The temporomandibular joint (TMJ), essential for jaw movements, is susceptible to osteoarthritis (TMJ-OA), impacting a significant portion of the population. This study introduces an innovative genetic mouse model to explore TMJ development, maintenance, and interactions with the mechanical environment. We exploited Evc2/Limbin conditional knockout (Evc2 cKO) mice, specifically targeting neural crest cell-derived tissues (Wnt1Cre), to observe TMJ development. Disruption of Evc2 in neural crest cells contributed to morphological changes in the TMJ growth plate cartilage layers, predisposing the joint components to defects. Condyle defective regions presented a unique environment composed of cartilage, bone, stem cells, and an augmented polymorphic layer.

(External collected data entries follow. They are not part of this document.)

//! UpdateEventHandler - owner-scoped event update.

use std::sync::Arc;

use crate::domain::event::{converter, validate_domain_code, EditorState};
use crate::domain::foundation::{DomainError, ErrorCode, EventId, Timestamp, UserId};
use crate::ports::{EventRepository, EventWithPages};

/// Command to update an event. Absent fields are left untouched.
#[derive(Debug, Clone)]
pub struct UpdateEventCommand {
    pub event_id: EventId,
    pub owner_id: UserId,
    pub name: Option<String>,
    pub domain_code: Option<String>,
    pub is_published: Option<bool>,
    /// Replaces all page records when present.
    pub editor: Option<EditorState>,
}

/// Handler for event updates.
pub struct UpdateEventHandler {
    events: Arc<dyn EventRepository>,
}

impl UpdateEventHandler {
    pub fn new(events: Arc<dyn EventRepository>) -> Self {
        Self { events }
    }

    pub async fn handle(&self, cmd: UpdateEventCommand) -> Result<EventWithPages, DomainError> {
        let mut found = self.events.find_by_id(&cmd.event_id).await?.ok_or_else(|| {
            DomainError::new(
                ErrorCode::EventNotFound,
                format!("Event {} not found", cmd.event_id),
            )
        })?;

        if found.event.owner_id != cmd.owner_id {
            return Err(DomainError::new(
                ErrorCode::Forbidden,
                "Event belongs to another account",
            ));
        }

        if let Some(name) = cmd.name {
            if name.trim().is_empty() {
                return Err(DomainError::validation("name", "Name cannot be empty"));
            }
            found.event.name = name;
        }
        if let Some(domain_code) = cmd.domain_code {
            validate_domain_code(&domain_code)
                .map_err(|e| DomainError::validation("domain_code", e.to_string()))?;
            found.event.domain_code = domain_code;
        }
        if let Some(is_published) = cmd.is_published {
            found.event.is_published = is_published;
        }
        if let Some(editor) = cmd.editor {
            found.pages = converter::to_records(&editor);
        }
        found.event.updated_at = Timestamp::now();

        self.events.update(&found.event, &found.pages).await?;
        Ok(found)
    }
}

#[cfg(test)]
mod tests {
    use super::*;
    use crate::adapters::memory::InMemoryEventRepository;
    use crate::domain::event::Event;

    fn cmd(event_id: EventId, owner_id: UserId) -> UpdateEventCommand {
        UpdateEventCommand {
            event_id,
            owner_id,
            name: None,
            domain_code: None,
            is_published: None,
            editor: None,
        }
    }

    #[tokio::test]
    async fn publishing_flips_the_flag_and_keeps_pages() {
        let repo = Arc::new(InMemoryEventRepository::new());
        let owner = UserId::new();
        let event = Event::create(owner, "Launch", "shop1").unwrap();
        let pages = converter::to_records(&EditorState::default());
        repo.insert(&event, &pages).await.unwrap();

        let handler = UpdateEventHandler::new(repo.clone());
        let updated = handler
            .handle(UpdateEventCommand {
                is_published: Some(true),
                ..cmd(event.id, owner)
            })
            .await
            .unwrap();

        assert!(updated.event.is_published);
        assert_eq!(updated.pages.len(), pages.len());
    }

    #[tokio::test]
    async fn foreign_owners_cannot_update() {
        let repo = Arc::new(InMemoryEventRepository::new());
        let event = Event::create(UserId::new(), "Launch", "shop1").unwrap();
        repo.insert(&event, &[]).await.unwrap();

        let handler = UpdateEventHandler::new(repo);
        let err = handler
            .handle(cmd(event.id, UserId::new()))
            .await
            .unwrap_err();
        assert_eq!(err.code, ErrorCode::Forbidden);
    }
}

Our findings further revealed that the Evc2 cKO mice presented TMJ components degeneration clinically like those observed in human TMJ-osteoarthritis (OA). Mandible condyle gene expression analysis showed augmented expression of general inflammatory and OA markers. Supplying the mice with regular chow (RD) worsens the phenotype, but soft chow (SD)-fed partially rescued both condyle morphology and intra-articular space. The data suggest that changes in the loading environment critically affect the integrity and functionality of the TMJ, with direct implications for its preservation and disease management.